§ Task goal
Examine the records and identify each line that includes the string "actual". Copy those lines.

(Collected data entries)
# # #
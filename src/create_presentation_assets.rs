/*
cargo run --bin create_presentation_assets

cargo run --bin create_presentation_assets -- \
    --in-dir  data/dpo_classifier \
    --out-dir presentation \
    --log-dir logs
*/

use anyhow::Result;
use chrono::Local;
use clap::Parser;
use dpo_assets::{run, RunConfig};
use log::info;
use simplelog::{ColorChoice, Config as LogConfig, LevelFilter, TermLogger, TerminalMode, WriteLogger};
use std::fs::{create_dir_all, File};
use std::path::PathBuf;

/// Render DPO classifier statistics and samples into presentation assets.
#[derive(Parser, Debug)]
#[command(author, version, about)]
struct Cli {
    /// Directory containing dpo_classifier_statistics.json and dpo_classifier_training_sample.json
    #[arg(long = "in-dir", value_name = "PATH", default_value = ".")]
    in_dir: PathBuf,

    /// Directory where the four assets are written
    #[arg(long = "out-dir", value_name = "PATH", default_value = ".")]
    out_dir: PathBuf,

    /// Also write an info-level run log into this directory
    #[arg(long, value_name = "PATH")]
    log_dir: Option<PathBuf>,
}

fn main() -> Result<()> {
    let cli = Cli::parse();

    // logging setup, nothing lands on disk unless --log-dir is given
    match &cli.log_dir {
        Some(dir) => {
            create_dir_all(dir)?;
            let ts = Local::now().format("%Y%m%d_%H%M%S");
            let log_path = dir.join(format!("create_presentation_assets_{ts}.log"));
            WriteLogger::init(
                LevelFilter::Info,
                LogConfig::default(),
                File::create(&log_path)?,
            )?;
        }
        None => TermLogger::init(
            LevelFilter::Warn,
            LogConfig::default(),
            TerminalMode::Stderr,
            ColorChoice::Auto,
        )?,
    }
    info!("Started - in_dir: {:?}, out_dir: {:?}", cli.in_dir, cli.out_dir);

    run(&RunConfig {
        in_dir: cli.in_dir,
        out_dir: cli.out_dir,
    })?;
    Ok(())
}
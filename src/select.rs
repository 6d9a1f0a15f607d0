use crate::data::Sample;
use log::{info, warn};

pub const MAX_EXAMPLES: usize = 3;
pub const UNKNOWN_QUESTION: &str = "Unknown question";

const QUESTION_PREFIX: &str = "Question:";
const DEPTH_PREFIX: &str = "[Depth";

// (wrong, right), input order kept on both sides
pub fn partition(samples: &[Sample]) -> (Vec<&Sample>, Vec<&Sample>) {
    samples.iter().partition(|s| s.is_mispredicted())
}

pub fn select_examples(samples: &[Sample]) -> Vec<&Sample> {
    let (wrong, right) = partition(samples);
    info!(
        "{} mispredicted / {} correct samples",
        wrong.len(),
        right.len()
    );
    if wrong.len() < MAX_EXAMPLES {
        warn!(
            "Only {} mispredicted samples available, wanted {MAX_EXAMPLES}",
            wrong.len()
        );
    }
    wrong.into_iter().take(MAX_EXAMPLES).collect()
}

pub fn extract_question(prompt: &str) -> String {
    prompt
        .split('\n')
        .find_map(|line| line.strip_prefix(QUESTION_PREFIX))
        .map(|q| q.trim().to_owned())
        .unwrap_or_else(|| {
            warn!("Prompt has no question line");
            UNKNOWN_QUESTION.to_owned()
        })
}

pub fn extract_path(prompt: &str) -> Vec<String> {
    prompt
        .split('\n')
        .filter(|line| line.starts_with(DEPTH_PREFIX))
        .map(|line| line.trim().to_owned())
        .collect()
}

#[cfg(test)]
mod tests {
    use super::*;
    use crate::data::SampleMetadata;
    use serde_json::Number;

    fn sample(tag: &str, predicted: &str, actual: &str) -> Sample {
        Sample {
            prompt: format!("Question: {tag}?"),
            chosen: actual.into(),
            rejected: predicted.into(),
            metadata: SampleMetadata {
                predicted_outcome: predicted.into(),
                actual_outcome: actual.into(),
                cumulative_probability: Number::from_f64(0.5).unwrap(),
            },
        }
    }

    #[test]
    fn question_line_is_stripped() {
        let q = extract_question("Question: Will X happen?\nOther line");
        assert_eq!(q, "Will X happen?");
    }

    #[test]
    fn first_question_line_wins() {
        let q = extract_question("Intro\nQuestion:  A? \nQuestion: B?");
        assert_eq!(q, "A?");
    }

    #[test]
    fn only_leading_prefix_is_removed() {
        assert_eq!(extract_question("Question: Is Question: X?"), "Is Question: X?");
    }

    #[test]
    fn missing_question_falls_back() {
        assert_eq!(extract_question("no question here\n  Question: indented"), UNKNOWN_QUESTION);
        assert_eq!(extract_question(""), UNKNOWN_QUESTION);
    }

    #[test]
    fn depth_lines_in_order() {
        let prompt = "Question: Q?\n[Depth 1] A (p=0.5)  \nnoise\n[Depth 2] B (p=0.5)\n";
        assert_eq!(
            extract_path(prompt),
            vec!["[Depth 1] A (p=0.5)", "[Depth 2] B (p=0.5)"]
        );
        assert!(extract_path("Question: Q?").is_empty());
    }

    #[test]
    fn selects_first_three_mismatches_in_order() {
        let samples = vec![
            sample("a", "YES", "YES"),
            sample("b", "NO", "YES"),
            sample("c", "YES", "NO"),
            sample("d", "NO", "NO"),
            sample("e", "YES", "NO"),
            sample("f", "NO", "YES"),
        ];
        let picked: Vec<_> = select_examples(&samples)
            .iter()
            .map(|s| extract_question(&s.prompt))
            .collect();
        assert_eq!(picked, vec!["b?", "c?", "e?"]);

        let (wrong, right) = partition(&samples);
        assert_eq!(wrong.len(), 4);
        assert_eq!(right.len(), 2);
    }

    #[test]
    fn fewer_than_three_is_fine() {
        let samples = vec![sample("a", "YES", "YES"), sample("b", "NO", "YES")];
        assert_eq!(select_examples(&samples).len(), 1);
        assert!(select_examples(&[]).is_empty());
    }
}
use thiserror::Error;

#[derive(Error, Debug)]
pub enum GeneticsError {
    #[error("Invalid DNA Format")]
    InvalidFormat,

    #[error("DNA Integrity Check Failed")]
    IntegrityCheckFailed,

    #[error("Invalid Genotype Structure: {reason}")]
    InvalidStructure { reason: String },

    #[error("Serialization error: {0}")]
    Serialization(#[from] serde_json::Error),
}

impl GeneticsError {
    pub fn structure(reason: impl Into<String>) -> Self {
        Self::InvalidStructure { reason: reason.into() }
    }
}

pub type GeneticsResult<T> = Result<T, GeneticsError>;
//! Game-balance constants for genesis, breeding and the genetic code.
//!
//! Only the *shape* of the heredity rules is fixed in code. Every number
//! here is tunable from `data/genetics.json`; `GeneticsConfig::default()`
//! carries the shipped values and is what tests use.

use crate::types::{Allele, NumericKind, NumericTrait};
use serde::{Deserialize, Serialize};

pub const CONFIG_FILE: &str = "genetics.json";
pub const DEFAULT_DNA_SALT: &str = "DEVELOPMENT_ONLY_SALT";
/// Largest accepted environmental jitter.
pub const MAX_JITTER: Allele = 1_000;

// ── Sections ─────────────────────────────────────────────────────────────────

#[derive(Debug, Clone, Serialize, Deserialize, PartialEq)]
pub struct MutationConfig {
    /// Per-allele probability of a mutation step during breeding.
    pub rate:         f64,
    /// Magnitude of a numeric mutation step.
    pub step:         Allele,
    /// Numeric alleles never drop below this value.
    pub allele_floor: Allele,
}

/// Half-open `[min, max)` range of wild allele values.
#[derive(Debug, Clone, Copy, Serialize, Deserialize, PartialEq, Eq)]
pub struct AlleleRange {
    pub min: Allele,
    pub max: Allele,
}

#[derive(Debug, Clone, Serialize, Deserialize, PartialEq)]
pub struct WildConfig {
    pub personality:    AlleleRange,
    pub physiological:  AlleleRange,
    /// Probability that a single wild ability allele is non-null.
    pub ability_chance: f64,
}

impl WildConfig {
    pub fn range_for(&self, kind: NumericKind) -> AlleleRange {
        match kind {
            NumericKind::Personality   => self.personality,
            NumericKind::Physiological => self.physiological,
        }
    }
}

/// One row of the environmental influence table.
#[derive(Debug, Clone, Serialize, Deserialize, PartialEq)]
pub struct EnvironmentalInfluence {
    pub token:  String,
    #[serde(rename = "trait")]
    pub target: NumericTrait,
    pub value:  Allele,
}

#[derive(Debug, Clone, Serialize, Deserialize, PartialEq)]
pub struct EnvironmentConfig {
    /// Environmental alleles land within `value ± jitter`.
    pub jitter:     Allele,
    /// Precedence is table order: the first listed token present wins.
    pub influences: Vec<EnvironmentalInfluence>,
}

#[derive(Debug, Clone, Serialize, Deserialize, PartialEq)]
pub struct LegacyConfig {
    /// Allele used for both sides when a legacy payload predates moodSensitivity.
    pub mood_sensitivity: Allele,
}

#[derive(Debug, Clone, Serialize, Deserialize, PartialEq)]
pub struct GeneticsConfig {
    pub mutation:    MutationConfig,
    pub wild:        WildConfig,
    pub environment: EnvironmentConfig,
    pub legacy:      LegacyConfig,
    pub dna_salt:    String,
}

impl GeneticsConfig {
    /// Load from `<data_dir>/genetics.json`.
    /// In tests, use GeneticsConfig::default().
    pub fn load(data_dir: &str) -> anyhow::Result<Self> {
        let path = format!("{data_dir}/{CONFIG_FILE}");
        let content = std::fs::read_to_string(&path)
            .map_err(|e| anyhow::anyhow!("Cannot read {path}: {e}"))?;
        let config: GeneticsConfig = serde_json::from_str(&content)
            .map_err(|e| anyhow::anyhow!("Cannot parse {path}: {e}"))?;
        config.validate()?;
        log::info!(
            "Loaded genetics config from {path} ({} environmental influences)",
            config.environment.influences.len()
        );
        Ok(config)
    }

    pub fn with_salt(mut self, salt: impl Into<String>) -> Self {
        self.dna_salt = salt.into();
        self
    }

    pub fn validate(&self) -> anyhow::Result<()> {
        if !(0.0..=1.0).contains(&self.mutation.rate) {
            anyhow::bail!("mutation.rate must be within [0, 1], got {}", self.mutation.rate);
        }
        if self.mutation.step <= 0 {
            anyhow::bail!("mutation.step must be positive, got {}", self.mutation.step);
        }
        for (name, range) in [
            ("wild.personality", self.wild.personality),
            ("wild.physiological", self.wild.physiological),
        ] {
            if range.min >= range.max {
                anyhow::bail!("{name} is empty: [{}, {})", range.min, range.max);
            }
        }
        if !(0.0..=1.0).contains(&self.wild.ability_chance) {
            anyhow::bail!(
                "wild.ability_chance must be within [0, 1], got {}",
                self.wild.ability_chance
            );
        }
        if !(0..=MAX_JITTER).contains(&self.environment.jitter) {
            anyhow::bail!(
                "environment.jitter must be within [0, {MAX_JITTER}], got {}",
                self.environment.jitter
            );
        }
        if let Some(row) = self.environment.influences.iter().find(|r| r.token.is_empty()) {
            anyhow::bail!("environmental influence for {} has an empty token", row.target);
        }
        if self.dna_salt.is_empty() {
            anyhow::bail!("dna_salt must not be empty");
        }
        Ok(())
    }
}

impl Default for GeneticsConfig {
    fn default() -> Self {
        use NumericTrait::*;

        let influences = [
            ("Ancient Tome", Intellectual, 70),
            ("Heart Amulet", Nurturer, 70),
            ("Muse Flower", Mischievous, 70),
            ("Nutrient Bar", Metabolism, 8),
            ("Espresso", Metabolism, 9),
            ("Chamomile", Metabolism, 2),
            ("Metabolism-Slowing Tonic", Metabolism, 2),
            ("book", Intellectual, 80),
            ("Fancy Bookshelf", Intellectual, 75),
            ("Masterwork Chair", Recluse, 75),
            ("Logic-Boosting Snack", Intellectual, 60),
            ("Stamina-Up Tea", Adventurer, 65),
            ("Shiny Stone", Mischievous, 60),
            ("Frostbloom", Recluse, 70),
            ("Berries", Nurturer, 50),
        ]
        .into_iter()
        .map(|(token, target, value)| EnvironmentalInfluence {
            token: token.to_owned(),
            target,
            value,
        })
        .collect();

        Self {
            mutation: MutationConfig {
                rate:         0.05,
                step:         1,
                allele_floor: 1,
            },
            wild: WildConfig {
                personality:    AlleleRange { min: 10, max: 31 },
                physiological:  AlleleRange { min: 1, max: 11 },
                ability_chance: 0.01,
            },
            environment: EnvironmentConfig {
                jitter: 1,
                influences,
            },
            legacy: LegacyConfig { mood_sensitivity: 5 },
            dna_salt: DEFAULT_DNA_SALT.to_owned(),
        }
    }
}

#[cfg(test)]
mod tests {
    use super::*;

    #[test]
    fn default_config_is_valid() {
        GeneticsConfig::default().validate().expect("default config validates");
    }

    #[test]
    fn shipped_data_file_matches_defaults() {
        let dir = concat!(env!("CARGO_MANIFEST_DIR"), "/../data");
        let loaded = GeneticsConfig::load(dir).expect("load data/genetics.json");
        assert_eq!(loaded, GeneticsConfig::default());
    }

    #[test]
    fn rejects_empty_wild_range() {
        let mut config = GeneticsConfig::default();
        config.wild.physiological = AlleleRange { min: 5, max: 5 };
        assert!(config.validate().is_err());
    }

    #[test]
    fn rejects_oversized_jitter() {
        let mut config = GeneticsConfig::default();
        config.environment.jitter = i32::MAX;
        assert!(config.validate().is_err());

        config.environment.jitter = MAX_JITTER;
        assert!(config.validate().is_ok());
    }

    #[test]
    fn rejects_categorical_influence_target() {
        let json = r#"{ "token": "Moon Charm", "trait": "specialAbility", "value": 1 }"#;
        assert!(serde_json::from_str::<EnvironmentalInfluence>(json).is_err());
    }

    #[test]
    fn missing_file_reports_path() {
        let err = GeneticsConfig::load("/definitely/not/here").unwrap_err();
        assert!(err.to_string().contains("genetics.json"));
    }
}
# # #
§ Task solution
    fn sample(tag: &str, predicted: &str, actual: &str) -> Sample {
            chosen: actual.into(),
                actual_outcome: actual.into(),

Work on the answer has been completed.